----- Data in this exercise

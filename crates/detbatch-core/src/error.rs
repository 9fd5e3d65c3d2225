use thiserror::Error;

/// Top-level error type for the detbatch pipeline.
#[derive(Debug, Error)]
pub enum DetError {
    #[error("Image decode error: {0}")]
    ImageDecode(String),

    #[error("Transform error: {0}")]
    Transform(String),

    #[error("Model loading error: {0}")]
    ModelLoad(String),

    #[error("Inference error: {0}")]
    Inference(String),

    #[error("Result persistence error: {0}")]
    Persist(String),

    #[error("Configuration error: {0}")]
    Config(String),

    #[error("Invalid input: {0}")]
    InvalidInput(String),

    #[error("Pipeline error: {0}")]
    Pipeline(String),

    #[error("Detector shard for worker {worker} is unavailable")]
    ShardUnavailable { worker: usize },

    #[error("IO error: {0}")]
    Io(#[from] std::io::Error),
}

pub type Result<T> = std::result::Result<T, DetError>;
//! Bodies of the producer, inference and writer stages, plus the per-item
//! steps the non-pipelined modes reuse.

use std::any::Any;
use std::panic::{self, AssertUnwindSafe};
use std::path::{Path, PathBuf};
use std::sync::Arc;
use std::time::Duration;

use detbatch_core::{DetError, Detector, ImageGeometry, Result, Transform};
use detbatch_pool::{SlabPool, WorkerPool};

use crate::context::{PipelineContext, ResultItem, RunStats, WorkItem};
use crate::output::ResultSink;
use crate::shard::DetectorShards;

/// Settings every stage needs, copied out of the config once per run.
#[derive(Debug, Clone, Copy)]
pub(crate) struct StageSettings {
    pub input_width: u32,
    pub input_height: u32,
    pub scale_fill: bool,
    pub backoff: Duration,
    pub progress_every: usize,
}

impl StageSettings {
    pub fn log_progress(&self, done: usize, total: usize) {
        if self.progress_every > 0 && done > 0 && done % self.progress_every == 0 {
            tracing::info!(done, total, "progress");
        }
    }
}

/// Decode `source` and transform it into a freshly leased slab.
///
/// Blocks with backoff while the pool is exhausted. On error the slab (if
/// any) has already gone back to the pool. A panicking transform counts as a
/// transform failure.
pub(crate) fn prepare<T: Transform + ?Sized>(
    slabs: &Arc<SlabPool<f32>>,
    transform: &T,
    source: &Path,
    settings: &StageSettings,
) -> Result<WorkItem> {
    let image = panic::catch_unwind(AssertUnwindSafe(|| transform.decode(source)))
        .map_err(|payload| {
            DetError::Transform(format!("decode panicked: {}", panic_message(&*payload)))
        })??;

    let mut buffer = slabs.acquire_with_backoff(settings.backoff);
    let letterbox = panic::catch_unwind(AssertUnwindSafe(|| {
        transform.transform(
            &image,
            settings.input_width,
            settings.input_height,
            settings.scale_fill,
            buffer.as_mut_slice(),
        )
    }))
    .map_err(|payload| {
        DetError::Transform(format!("transform panicked: {}", panic_message(&*payload)))
    })??;

    Ok(WorkItem {
        buffer,
        source: source.to_path_buf(),
        geometry: ImageGeometry {
            original_width: image.width,
            original_height: image.height,
            input_width: settings.input_width,
            input_height: settings.input_height,
            letterbox,
        },
    })
}

/// Run shard `worker` on `item`, releasing its slab as soon as the detector
/// returns. A panicking detector counts as an inference failure.
pub(crate) fn infer<D: Detector>(
    shards: &DetectorShards<D>,
    worker: usize,
    item: WorkItem,
) -> Result<ResultItem> {
    let WorkItem {
        buffer,
        source,
        geometry,
    } = item;

    let outcome = panic::catch_unwind(AssertUnwindSafe(|| {
        shards.detect(worker, buffer.as_slice(), &geometry)
    }));
    drop(buffer);

    let detections = outcome.map_err(|payload| {
        DetError::Inference(format!("detector panicked: {}", panic_message(&*payload)))
    })??;

    Ok(ResultItem { source, detections })
}

fn panic_message(payload: &(dyn Any + Send)) -> String {
    payload
        .downcast_ref::<&str>()
        .map(|s| s.to_string())
        .or_else(|| payload.downcast_ref::<String>().cloned())
        .unwrap_or_else(|| "non-string panic payload".into())
}

pub(crate) fn record_prepare_failure(stats: &RunStats, source: &Path, e: &DetError) {
    RunStats::bump(&stats.decode_failures);
    tracing::warn!(source = %source.display(), error = %e, "skipping image");
}

pub(crate) fn record_inference_failure(stats: &RunStats, source: &Path, worker: usize, e: &DetError) {
    RunStats::bump(&stats.inference_failures);
    tracing::warn!(source = %source.display(), worker, error = %e, "inference failed");
}

/// Write one result file and count the outcome.
pub(crate) fn persist(stats: &RunStats, writer: &dyn ResultSink, item: &ResultItem) {
    match writer.persist(item) {
        Ok(path) => {
            RunStats::bump(&stats.written);
            tracing::trace!(
                path = %path.display(),
                detections = item.detections.len(),
                "wrote results"
            );
        }
        Err(e) => {
            RunStats::bump(&stats.write_failures);
            tracing::warn!(source = %item.source.display(), error = %e, "failed to write results");
        }
    }
}

/// Producer stage: prepare every source in order and enqueue it.
///
/// Sets `producer_done` on return, or on unwind.
pub(crate) fn run_producer<T: Transform + ?Sized>(
    ctx: &PipelineContext,
    transform: &T,
    sources: &[PathBuf],
    settings: &StageSettings,
) {
    let _finish = ctx.input.finish_on_drop(&ctx.producer_done);

    for (i, source) in sources.iter().enumerate() {
        settings.log_progress(i, sources.len());
        match prepare(&ctx.slabs, transform, source, settings) {
            Ok(item) => {
                let depth = ctx.input.push(item);
                RunStats::bump(&ctx.stats.enqueued);
                tracing::trace!(source = %source.display(), depth, "enqueued");
            }
            Err(e) => record_prepare_failure(&ctx.stats, source, &e),
        }
    }

    tracing::debug!(
        enqueued = RunStats::get(&ctx.stats.enqueued),
        failed = RunStats::get(&ctx.stats.decode_failures),
        "producer finished"
    );
}

/// Inference stage: hand each queued item to the worker pool.
///
/// Sets `inference_done` once the input queue is exhausted and every task
/// dispatched has completed.
pub(crate) fn run_inference<D: Detector + 'static>(
    ctx: &Arc<PipelineContext>,
    workers: &WorkerPool,
    shards: &Arc<DetectorShards<D>>,
) {
    let _finish = ctx.output.finish_on_drop(&ctx.inference_done);

    let mut dispatched = 0usize;
    while let Some(item) = ctx.input.pop_or_finish(|| ctx.producer_done.is_set()) {
        let task_ctx = Arc::clone(ctx);
        let task_shards = Arc::clone(shards);
        workers.run(move |worker| {
            let source = item.source.clone();
            match infer(&task_shards, worker, item) {
                Ok(result) => {
                    task_ctx.output.push(result);
                }
                Err(e) => record_inference_failure(&task_ctx.stats, &source, worker, &e),
            }
        });
        dispatched += 1;
    }

    workers.join();
    tracing::debug!(dispatched, "inference finished");
}

/// Writer stage: drain the output queue in batches until both upstream
/// stages are done and nothing is left.
///
/// With a saver pool each batch is spread over the pool and joined before
/// the next drain.
pub(crate) fn run_writer(
    ctx: &Arc<PipelineContext>,
    writer: &Arc<dyn ResultSink>,
    savers: Option<&WorkerPool>,
) {
    let mut batches = 0usize;
    while let Some(batch) = ctx.output.drain_or_finish(|| ctx.upstream_of_writer_done()) {
        batches += 1;
        tracing::trace!(items = batch.len(), "writing batch");
        match savers {
            None => {
                for item in &batch {
                    persist(&ctx.stats, &**writer, item);
                }
            }
            Some(pool) => {
                for item in batch {
                    let ctx = Arc::clone(ctx);
                    let writer = Arc::clone(writer);
                    pool.run(move |_| persist(&ctx.stats, &*writer, &item));
                }
                pool.join();
            }
        }
    }

    tracing::debug!(
        batches,
        written = RunStats::get(&ctx.stats.written),
        "writer finished"
    );
}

----------

*Aim of the task*.
Scan the lines above, and whenever one holds the string "tracing", copy it.

*Reply*.
            tracing::info!(done, total, "progress");
    tracing::warn!(source = %source.display(), error = %e, "skipping image");
    tracing::warn!(source = %source.display(), worker, error = %e, "inference failed");
            tracing::trace!(
            tracing::warn!(source = %item.source.display(), error = %e, "failed to write results");
                tracing::trace!(source = %source.display(), depth, "enqueued");
    tracing::debug!(
    tracing::debug!(dispatched, "inference finished");
        tracing::trace!(items = batch.len(), "writing batch");
    tracing::debug!(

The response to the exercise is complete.